No treatment should be begun to any patient with a visible goiter, exophthalmos, or a history of taking antithyroid drugs until approval is obtained from the patient’s physician. Medical management of the condition is important before any elective surgery is performed. A surgical procedure or an acute oral infection could precipitate a hyperthyroid crisis known as thyroid storm. Hydrocortisone should be administered intravenously, and cold towels should be placed on the patient. The use of epinephrine should be avoided in poorly treated or untreated thyrotoxic patients. The cardiac dose of epinephrine can be used carefully.
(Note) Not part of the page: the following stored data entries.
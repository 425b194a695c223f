//! Notification delivery, the inbox driving port and session reminders.

use std::sync::Arc;

use async_trait::async_trait;
use chrono::{DateTime, Duration, Utc};
use mockable::Clock;
use pagination::Paginated;
use serde_json::json;
use tracing::{info, warn};
use uuid::Uuid;

use crate::domain::ports::{
    BookingRepository, NotificationRepository, NotificationService, UserRepository,
};
use crate::domain::{
    Booking, Error, Notification, NotificationDraft, NotificationKind, NotificationStats, PageKey,
    UserId,
};

/// Half-width of the window in which a session counts as due a reminder.
const REMINDER_TOLERANCE_MINUTES: i64 = 5;

/// Stores notifications on behalf of other services.
///
/// Delivery failures are logged and swallowed so they never fail the
/// operation that triggered them.
#[derive(Clone)]
pub struct Notifier {
    repo: Arc<dyn NotificationRepository>,
    clock: Arc<dyn Clock>,
}

impl Notifier {
    pub fn new(repo: Arc<dyn NotificationRepository>, clock: Arc<dyn Clock>) -> Self {
        Self { repo, clock }
    }

    pub async fn notify(&self, draft: NotificationDraft) {
        let notification = draft.into_notification(Uuid::new_v4(), self.clock.utc());
        if let Err(error) = self.repo.insert(&notification).await {
            warn!(
                user_id = %notification.user_id,
                kind = %notification.kind,
                %error,
                "failed to store notification"
            );
        }
    }
}

/// Inbox use-cases backed by the notification repository.
#[derive(Clone)]
pub struct NotificationInbox {
    repo: Arc<dyn NotificationRepository>,
}

impl NotificationInbox {
    pub fn new(repo: Arc<dyn NotificationRepository>) -> Self {
        Self { repo }
    }
}

#[async_trait]
impl NotificationService for NotificationInbox {
    async fn list(
        &self,
        user_id: &UserId,
        unread_only: bool,
        before: Option<PageKey>,
        limit: usize,
    ) -> Result<Paginated<Notification>, Error> {
        let items = self
            .repo
            .page(user_id, unread_only, before, limit.saturating_add(1))
            .await?;
        Paginated::from_overfetched(items, limit, |n| PageKey::new(n.created_at, n.id))
            .map_err(|err| Error::internal(format!("failed to encode cursor: {err}")))
    }

    async fn mark_read(&self, user_id: &UserId, notification_id: &Uuid) -> Result<(), Error> {
        if self.repo.mark_read(user_id, notification_id).await? {
            Ok(())
        } else {
            Err(Error::not_found("notification not found"))
        }
    }

    async fn mark_all_read(&self, user_id: &UserId) -> Result<u64, Error> {
        Ok(self.repo.mark_all_read(user_id).await?)
    }

    async fn stats(&self, user_id: &UserId) -> Result<NotificationStats, Error> {
        Ok(self.repo.stats(user_id).await?)
    }
}

/// Summary of one reminder sweep.
#[derive(Debug, Clone, Copy, Default, PartialEq, Eq)]
pub struct ReminderRun {
    /// Confirmed sessions in the reminder window.
    pub due: usize,
    /// Sessions reminded during this run.
    pub sent: usize,
    /// Sessions skipped because a reminder already exists.
    pub skipped: usize,
}

/// Remind both parties of confirmed sessions starting `minutes` from `now`,
/// give or take five minutes.
///
/// With `dry_run` nothing is written but the tally is still computed.
pub async fn send_reminders(
    bookings: &dyn BookingRepository,
    notifications: &dyn NotificationRepository,
    users: &dyn UserRepository,
    now: DateTime<Utc>,
    minutes: i64,
    dry_run: bool,
) -> Result<ReminderRun, Error> {
    let target = now + Duration::minutes(minutes);
    let tolerance = Duration::minutes(REMINDER_TOLERANCE_MINUTES);
    let due = bookings
        .confirmed_starting_between(target - tolerance, target + tolerance)
        .await?;

    let mut run = ReminderRun {
        due: due.len(),
        ..ReminderRun::default()
    };
    for booking in &due {
        if notifications.has_reminder_for(&booking.id).await? {
            run.skipped += 1;
            continue;
        }
        if !dry_run {
            let batch: Vec<Notification> = reminder_drafts(users, booking)
                .await?
                .into_iter()
                .map(|draft| draft.into_notification(Uuid::new_v4(), now))
                .collect();
            notifications.insert_all(&batch).await?;
            info!(booking_id = %booking.id, "session reminder sent");
        }
        run.sent += 1;
    }
    Ok(run)
}

async fn display_name(users: &dyn UserRepository, id: &UserId) -> Result<String, Error> {
    Ok(users
        .find_by_id(id)
        .await?
        .map_or_else(|| "your session partner".to_owned(), |u| u.display_name.to_string()))
}

async fn reminder_drafts(
    users: &dyn UserRepository,
    booking: &Booking,
) -> Result<Vec<NotificationDraft>, Error> {
    let mentor_name = display_name(users, &booking.mentor_id).await?;
    let learner_name = display_name(users, &booking.learner_id).await?;
    let starts = booking.start_utc.format("%Y-%m-%d %H:%M UTC");
    let payload = json!({
        "bookingId": booking.id,
        "startUtc": booking.start_utc,
    });
    Ok(vec![
        NotificationDraft::new(
            booking.learner_id,
            NotificationKind::SessionReminder,
            "Session reminder",
            format!("Your session with {mentor_name} starts at {starts}."),
            payload.clone(),
        ),
        NotificationDraft::new(
            booking.mentor_id,
            NotificationKind::SessionReminder,
            "Session reminder",
            format!("Your session with {learner_name} starts at {starts}."),
            payload,
        ),
    ])
}

#[cfg(test)]
mod tests {
    //! Regression coverage for this module.
    use super::*;
    use crate::domain::ports::{
        MockBookingRepository, MockNotificationRepository, MockUserRepository,
        NotificationRepositoryError,
    };
    use crate::domain::{BookingStatus, Interval};
    use crate::outbound::memory::MemoryStore;
    use crate::test_support::MutableClock;
    use rstest::rstest;

    fn confirmed_at(start: DateTime<Utc>) -> Booking {
        let mut booking = Booking::request(
            Uuid::new_v4(),
            UserId::random(),
            UserId::random(),
            Interval::new(start, start + Duration::hours(1)).expect("interval"),
            0,
            String::new(),
            start - Duration::days(1),
        );
        booking.status = BookingStatus::Confirmed;
        booking
    }

    #[rstest]
    #[tokio::test]
    async fn notifier_swallows_storage_failures() {
        let mut repo = MockNotificationRepository::new();
        repo.expect_insert()
            .times(1)
            .return_once(|_| Err(NotificationRepositoryError::connection("down")));
        let notifier = Notifier::new(Arc::new(repo), Arc::new(MutableClock::at(2030, 1, 7, 9)));

        notifier
            .notify(NotificationDraft::new(
                UserId::random(),
                NotificationKind::General,
                "Hello",
                "World",
                json!({}),
            ))
            .await;
    }

    #[rstest]
    #[tokio::test]
    async fn unknown_notifications_are_not_found() {
        let mut repo = MockNotificationRepository::new();
        repo.expect_mark_read().times(1).return_once(|_, _| Ok(false));
        let inbox = NotificationInbox::new(Arc::new(repo));

        let err = inbox
            .mark_read(&UserId::random(), &Uuid::new_v4())
            .await
            .expect_err("missing notification");
        assert_eq!(err.code(), crate::domain::ErrorCode::NotFound);
    }

    #[rstest]
    #[tokio::test]
    async fn list_overfetches_to_find_the_next_page() {
        let user = UserId::random();
        let now = Utc::now();
        let mut repo = MockNotificationRepository::new();
        repo.expect_page()
            .withf(|_, unread, before, limit| *unread && before.is_none() && *limit == 3)
            .times(1)
            .return_once(move |_, _, _, _| {
                Ok((0..3)
                    .map(|i| {
                        NotificationDraft::new(
                            user,
                            NotificationKind::General,
                            "t",
                            "m",
                            json!({}),
                        )
                        .into_notification(Uuid::new_v4(), now - Duration::minutes(i))
                    })
                    .collect())
            });
        let inbox = NotificationInbox::new(Arc::new(repo));

        let page = inbox.list(&user, true, None, 2).await.expect("page");
        assert_eq!(page.data.len(), 2);
        assert!(page.next_cursor.is_some());
    }

    #[rstest]
    #[tokio::test]
    async fn reminders_skip_sessions_already_reminded() {
        let now = Utc::now();
        let fresh = confirmed_at(now + Duration::minutes(30));
        let reminded = confirmed_at(now + Duration::minutes(32));
        let reminded_id = reminded.id;

        let mut bookings = MockBookingRepository::new();
        bookings
            .expect_confirmed_starting_between()
            .withf(move |from, to| {
                *from == now + Duration::minutes(25) && *to == now + Duration::minutes(35)
            })
            .times(1)
            .return_once(move |_, _| Ok(vec![fresh, reminded]));
        let mut notifications = MockNotificationRepository::new();
        notifications
            .expect_has_reminder_for()
            .times(2)
            .returning(move |id| Ok(*id == reminded_id));
        notifications
            .expect_insert_all()
            .withf(|batch| batch.len() == 2)
            .times(1)
            .returning(|_| Ok(()));
        let mut users = MockUserRepository::new();
        users.expect_find_by_id().returning(|_| Ok(None));

        let run = send_reminders(&bookings, &notifications, &users, now, 30, false)
            .await
            .expect("reminders");

        assert_eq!(
            run,
            ReminderRun {
                due: 2,
                sent: 1,
                skipped: 1
            }
        );
    }

    #[rstest]
    #[tokio::test]
    async fn failed_reminder_batches_are_retried_for_both_parties() {
        let now = Utc::now();
        let booking = confirmed_at(now + Duration::minutes(30));
        let (learner, mentor) = (booking.learner_id, booking.mentor_id);
        let store = MemoryStore::new();

        let mut bookings = MockBookingRepository::new();
        bookings
            .expect_confirmed_starting_between()
            .times(2)
            .returning(move |_, _| Ok(vec![booking.clone()]));
        let mut users = MockUserRepository::new();
        users.expect_find_by_id().returning(|_| Ok(None));

        let mut failing = MockNotificationRepository::new();
        failing.expect_has_reminder_for().returning(|_| Ok(false));
        failing
            .expect_insert_all()
            .times(1)
            .return_once(|_| Err(NotificationRepositoryError::connection("down")));
        failing.expect_insert().never();
        send_reminders(&bookings, &failing, &users, now, 30, false)
            .await
            .expect_err("storage failure surfaces");

        let run = send_reminders(&bookings, &store, &users, now, 30, false)
            .await
            .expect("retry");
        assert_eq!(run.sent, 1);
        for user in [learner, mentor] {
            let inbox = NotificationRepository::page(&store, &user, false, None, 10)
                .await
                .expect("inbox");
            assert_eq!(inbox.len(), 1, "one reminder for {user}");
            assert_eq!(inbox[0].kind, NotificationKind::SessionReminder);
        }
    }

    #[rstest]
    #[tokio::test]
    async fn reminders_are_stored_once_per_participant() {
        let now = Utc::now();
        let booking = confirmed_at(now + Duration::minutes(30));
        let mentor = booking.mentor_id;
        let store = MemoryStore::new();
        let mut bookings = MockBookingRepository::new();
        bookings
            .expect_confirmed_starting_between()
            .times(2)
            .returning(move |_, _| Ok(vec![booking.clone()]));
        let mut users = MockUserRepository::new();
        users.expect_find_by_id().returning(|_| Ok(None));

        let first = send_reminders(&bookings, &store, &users, now, 30, false)
            .await
            .expect("first run");
        let second = send_reminders(&bookings, &store, &users, now, 30, false)
            .await
            .expect("second run");

        assert_eq!((first.sent, second.sent, second.skipped), (1, 0, 1));
        let inbox = NotificationRepository::page(&store, &mentor, false, None, 10)
            .await
            .expect("inbox");
        assert_eq!(inbox.len(), 1);
    }

    #[rstest]
    #[tokio::test]
    async fn dry_runs_write_nothing() {
        let now = Utc::now();
        let booking = confirmed_at(now + Duration::minutes(30));
        let mut bookings = MockBookingRepository::new();
        bookings
            .expect_confirmed_starting_between()
            .return_once(move |_, _| Ok(vec![booking]));
        let mut notifications = MockNotificationRepository::new();
        notifications
            .expect_has_reminder_for()
            .returning(|_| Ok(false));
        notifications.expect_insert().never();
        notifications.expect_insert_all().never();
        let users = MockUserRepository::new();

        let run = send_reminders(&bookings, &notifications, &users, now, 30, true)
            .await
            .expect("dry run");
        assert_eq!(run.sent, 1);
    }
}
Even in patients with controlled hyperthyroid disease who are considered to be euthyroid, stress should be kept at a minimum, preoperative sedation should be considered, and the dental team should be alert for signs of hypothyroidism or hyperthyroidism.
Treatment of hyperthyroidism usually includes one of the options highlighted in Box 22-2. The two most common treatments are radioactive iodine (131I) and thyroidectomy. 131I is usually the drug of choice for patients older than 21 years. It is taken internally and sequestered by the gland; localized destruction of thyroid tissue results. Thyroidectomy is the surgical approach to hyperthyroidism. Both radioactive iodine and thyroidectomy usually result in hypothyroidism because a dose that produces an inadequate effect would require repeating the procedure. If a patient has been adequately treated for hyperthyroidism with either radioactive iodine or thyroidectomy and is taking supplemental thyroid (as needed [prn]), then that patient may be treated like a euthyroid patient.